# Task directions
Keep only the lines from the top of the listing through the one with "of public keys", and reproduce them unaltered.

# The records
%%
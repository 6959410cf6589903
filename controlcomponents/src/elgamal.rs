use crate::*;
use rand::{CryptoRng, RngCore};

/// A multi-recipient ElGamal public key (pk_0, ..., pk_{n-1})
#[derive(Serialize, Deserialize, Clone, Debug, PartialEq, Eq)]
pub struct ElGamalPublicKey {
    group: GqGroup,
    elements: Vec<GqElement>,
}

impl ElGamalPublicKey {
    pub fn new(group: GqGroup, elements: Vec<GqElement>) -> Result<Self, ValidationError> {
        if elements.is_empty() {
            return Err(ValidationError::Empty("public key"));
        }
        group.ensure_contains(&elements)?;
        Ok(ElGamalPublicKey { group, elements })
    }

    /// The key whose every element is the identity, encrypting under it does not hide anything.
    pub fn identity(group: GqGroup, size: usize) -> Self {
        ElGamalPublicKey {
            group,
            elements: vec![group.identity(); size],
        }
    }

    /// Element-wise product of public keys
    pub fn combine(keys: &[ElGamalPublicKey]) -> Result<Self, ValidationError> {
        let first = keys.first().ok_or(ValidationError::Empty("public keys"))?;
        let mut combined = ElGamalPublicKey::identity(first.group, first.size());
        for key in keys {
            combined = combined.multiply(key)?;
        }
        Ok(combined)
    }

    pub fn multiply(&self, other: &ElGamalPublicKey) -> Result<Self, ValidationError> {
        ensure_same_size("public key", self.size(), other.size())?;
        let elements = self
            .elements
            .iter()
            .zip(&other.elements)
            .map(|(a, b)| a.multiply(b))
            .collect::<Result<Vec<_>, _>>()?;
        Ok(ElGamalPublicKey {
            group: self.group,
            elements,
        })
    }

    pub fn divide(&self, other: &ElGamalPublicKey) -> Result<Self, ValidationError> {
        ensure_same_size("public key", self.size(), other.size())?;
        let elements = self
            .elements
            .iter()
            .zip(&other.elements)
            .map(|(a, b)| a.divide(b))
            .collect::<Result<Vec<_>, _>>()?;
        Ok(ElGamalPublicKey {
            group: self.group,
            elements,
        })
    }

    pub fn group(&self) -> &GqGroup {
        &self.group
    }

    pub fn elements(&self) -> &[GqElement] {
        &self.elements
    }

    pub fn size(&self) -> usize {
        self.elements.len()
    }
}

/// A multi-recipient ElGamal private key (sk_0, ..., sk_{n-1})
#[derive(Serialize, Deserialize, Clone, Debug, PartialEq, Eq)]
pub struct ElGamalPrivateKey {
    elements: Vec<ZqElement>,
}

impl ElGamalPrivateKey {
    pub fn elements(&self) -> &[ZqElement] {
        &self.elements
    }

    pub fn size(&self) -> usize {
        self.elements.len()
    }
}

#[derive(Serialize, Deserialize, Clone, Debug, PartialEq, Eq)]
pub struct ElGamalKeyPair {
    public_key: ElGamalPublicKey,
    private_key: ElGamalPrivateKey,
}

impl ElGamalKeyPair {
    /// Generate a keypair of the given width
    pub fn generate<R: RngCore + CryptoRng>(
        group: &GqGroup,
        size: usize,
        rng: &mut R,
    ) -> Result<Self, ValidationError> {
        if size == 0 {
            return Err(ValidationError::Empty("key pair"));
        }
        let private: Vec<ZqElement> = (0..size).map(|_| ZqElement::random(rng)).collect();
        let public = private
            .iter()
            .map(|sk| group.exponentiate_generator(sk))
            .collect();

        Ok(ElGamalKeyPair {
            public_key: ElGamalPublicKey {
                group: *group,
                elements: public,
            },
            private_key: ElGamalPrivateKey { elements: private },
        })
    }

    pub fn public_key(&self) -> &ElGamalPublicKey {
        &self.public_key
    }

    pub fn private_key(&self) -> &ElGamalPrivateKey {
        &self.private_key
    }

    pub fn group(&self) -> &GqGroup {
        &self.public_key.group
    }

    pub fn size(&self) -> usize {
        self.public_key.size()
    }
}

/// A multi-recipient ElGamal ciphertext (gamma, phi_0, ..., phi_{l-1})
#[derive(Serialize, Deserialize, Clone, Debug, PartialEq, Eq)]
pub struct ElGamalCiphertext {
    gamma: GqElement,
    phis: Vec<GqElement>,
}

impl ElGamalCiphertext {
    pub fn new(gamma: GqElement, phis: Vec<GqElement>) -> Result<Self, ValidationError> {
        if phis.is_empty() {
            return Err(ValidationError::Empty("ciphertext"));
        }
        gamma.group().ensure_contains(&phis)?;
        Ok(ElGamalCiphertext { gamma, phis })
    }

    /// Encrypt messages under the first messages.len() elements of the public key
    pub fn encrypt<R: RngCore + CryptoRng>(
        messages: &[GqElement],
        public_key: &ElGamalPublicKey,
        rng: &mut R,
    ) -> Result<Self, ValidationError> {
        Self::encrypt_with(messages, &ZqElement::random(rng), public_key)
    }

    pub fn encrypt_with(
        messages: &[GqElement],
        randomness: &ZqElement,
        public_key: &ElGamalPublicKey,
    ) -> Result<Self, ValidationError> {
        if messages.is_empty() {
            return Err(ValidationError::Empty("messages"));
        }
        if messages.len() > public_key.size() {
            return Err(ValidationError::LengthMismatch(
                "messages",
                public_key.size(),
                messages.len(),
            ));
        }
        let group = public_key.group();
        group.ensure_contains(messages)?;

        let gamma = group.exponentiate_generator(randomness);
        let phis = messages
            .iter()
            .zip(public_key.elements())
            .map(|(m, pk)| pk.exponentiate(randomness).multiply(m))
            .collect::<Result<Vec<_>, _>>()?;

        Ok(ElGamalCiphertext { gamma, phis })
    }

    pub fn gamma(&self) -> &GqElement {
        &self.gamma
    }

    pub fn phis(&self) -> &[GqElement] {
        &self.phis
    }

    pub fn size(&self) -> usize {
        self.phis.len()
    }

    pub fn group(&self) -> &GqGroup {
        self.gamma.group()
    }

    /// (gamma, phi_0, ..., phi_{l-1})
    pub fn elements(&self) -> Vec<GqElement> {
        let mut elements = Vec::with_capacity(self.phis.len() + 1);
        elements.push(self.gamma);
        elements.extend_from_slice(&self.phis);
        elements
    }

    /// Raise every component to the given exponent
    pub fn exponentiate(&self, exponent: &ZqElement) -> Self {
        ElGamalCiphertext {
            gamma: self.gamma.exponentiate(exponent),
            phis: self.phis.iter().map(|p| p.exponentiate(exponent)).collect(),
        }
    }

    /// Component-wise product, the ciphertext of the product of the plaintexts
    pub fn multiply(&self, other: &ElGamalCiphertext) -> Result<Self, ValidationError> {
        ensure_same_size("ciphertext", self.size(), other.size())?;
        let phis = self
            .phis
            .iter()
            .zip(&other.phis)
            .map(|(a, b)| a.multiply(b))
            .collect::<Result<Vec<_>, _>>()?;
        Ok(ElGamalCiphertext {
            gamma: self.gamma.multiply(&other.gamma)?,
            phis,
        })
    }

    /// Re-randomize the ciphertext under the public key it is currently encrypted with
    pub fn re_encrypt<R: RngCore + CryptoRng>(
        &self,
        public_key: &ElGamalPublicKey,
        rng: &mut R,
    ) -> Result<Self, ValidationError> {
        let ones = vec![public_key.group().identity(); self.size()];
        let zero = ElGamalCiphertext::encrypt(&ones, public_key, rng)?;
        self.multiply(&zero)
    }

    /// Decrypt with the first phis.len() elements of the private key
    pub fn decrypt(&self, private_key: &ElGamalPrivateKey) -> Result<Vec<GqElement>, ValidationError> {
        if self.size() > private_key.size() {
            return Err(ValidationError::LengthMismatch(
                "private key",
                self.size(),
                private_key.size(),
            ));
        }
        self.phis
            .iter()
            .zip(private_key.elements())
            .map(|(phi, sk)| phi.divide(&self.gamma.exponentiate(sk)))
            .collect()
    }

    /// Strip one key share: phi_i' = phi_i / gamma^sk_i. Returns the partially decrypted
    /// ciphertext and the exponentiated gammas gamma^sk_i.
    pub fn partial_decrypt(
        &self,
        private_key: &ElGamalPrivateKey,
    ) -> Result<(Self, Vec<GqElement>), ValidationError> {
        if self.size() > private_key.size() {
            return Err(ValidationError::LengthMismatch(
                "private key",
                self.size(),
                private_key.size(),
            ));
        }
        let exponentiated_gammas: Vec<GqElement> = private_key
            .elements()
            .iter()
            .take(self.size())
            .map(|sk| self.gamma.exponentiate(sk))
            .collect();
        let phis = self
            .phis
            .iter()
            .zip(&exponentiated_gammas)
            .map(|(phi, d)| phi.divide(d))
            .collect::<Result<Vec<_>, _>>()?;
        Ok((
            ElGamalCiphertext {
                gamma: self.gamma,
                phis,
            },
            exponentiated_gammas,
        ))
    }
}

fn ensure_same_size(name: &'static str, expected: usize, found: usize) -> Result<(), ValidationError> {
    if expected != found {
        return Err(ValidationError::LengthMismatch(name, expected, found));
    }
    Ok(())
}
%%
# Solution to this problem
repository 6959410cf6589903
filename controlcomponents/src/elgamal.rs
use crate::*;
use rand::{CryptoRng, RngCore};

/// A multi-recipient ElGamal public key (pk_0, ..., pk_{n-1})
#[derive(Serialize, Deserialize, Clone, Debug, PartialEq, Eq)]
pub struct ElGamalPublicKey {
    group: GqGroup,
    elements: Vec<GqElement>,
}

impl ElGamalPublicKey {
    pub fn new(group: GqGroup, elements: Vec<GqElement>) -> Result<Self, ValidationError> {
        if elements.is_empty() {
            return Err(ValidationError::Empty("public key"));
        }
        group.ensure_contains(&elements)?;
        Ok(ElGamalPublicKey { group, elements })
    }

    /// The key whose every element is the identity, encrypting under it does not hide anything.
    pub fn identity(group: GqGroup, size: usize) -> Self {
        ElGamalPublicKey {
            group,
            elements: vec![group.identity(); size],
        }
    }

    /// Element-wise product of public keys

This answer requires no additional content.